AIM OF THE TASK: Look through the lines below; wherever the word "Result" appears, copy that line.

Saved data entries
▼
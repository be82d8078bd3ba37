//! Configuration for the web boundary, loaded from TOML.

use anyhow::Result;
use serde::{Deserialize, Serialize};
use std::fs;

#[derive(Debug, Clone, Serialize, Deserialize)]
pub struct WebConfig {
    pub server: ServerInfo,
    pub uploads: UploadConfig,
}

#[derive(Debug, Clone, Serialize, Deserialize)]
pub struct ServerInfo {
    /// Bind address, e.g. "127.0.0.1:3000".
    pub address: String,
}

#[derive(Debug, Clone, Serialize, Deserialize)]
pub struct UploadConfig {
    /// Directory where uploaded and encoded images are written.
    pub folder: String,
    /// Lowercase extensions accepted for upload.
    pub allowed_extensions: Vec<String>,
    /// Reject multipart image fields larger than this.
    pub max_upload_bytes: usize,
}

impl WebConfig {
    pub fn from_file(path: &str) -> Result<Self> {
        let content = fs::read_to_string(path)?;
        let config: WebConfig = toml::from_str(&content)?;
        Ok(config)
    }
}

impl UploadConfig {
    /// True when the filename carries one of the allowed extensions.
    pub fn is_allowed(&self, filename: &str) -> bool {
        filename
            .rsplit_once('.')
            .map(|(_, ext)| self.allowed_extensions.iter().any(|a| a == &ext.to_lowercase()))
            .unwrap_or(false)
    }
}

#[cfg(test)]
mod tests {
    use super::*;

    fn uploads() -> UploadConfig {
        UploadConfig {
            folder: "uploads".to_string(),
            allowed_extensions: vec!["png".to_string(), "jpg".to_string(), "jpeg".to_string()],
            max_upload_bytes: 10 * 1024 * 1024,
        }
    }

    #[test]
    fn test_extension_filter() {
        let config = uploads();
        assert!(config.is_allowed("photo.png"));
        assert!(config.is_allowed("photo.JPG"));
        assert!(config.is_allowed("archive.tar.jpeg"));
        assert!(!config.is_allowed("photo.gif"));
        assert!(!config.is_allowed("no_extension"));
    }

    #[test]
    fn test_config_parses() {
        let config: WebConfig = toml::from_str(
            r#"
            [server]
            address = "127.0.0.1:3000"

            [uploads]
            folder = "uploads"
            allowed_extensions = ["png", "jpg", "jpeg"]
            max_upload_bytes = 10485760
            "#,
        )
        .unwrap();
        assert_eq!(config.server.address, "127.0.0.1:3000");
        assert!(config.uploads.is_allowed("a.jpeg"));
    }
}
▲
ANSWER TO THIS PROBLEM:
use anyhow::Result;
    pub fn from_file(path: &str) -> Result<Self> {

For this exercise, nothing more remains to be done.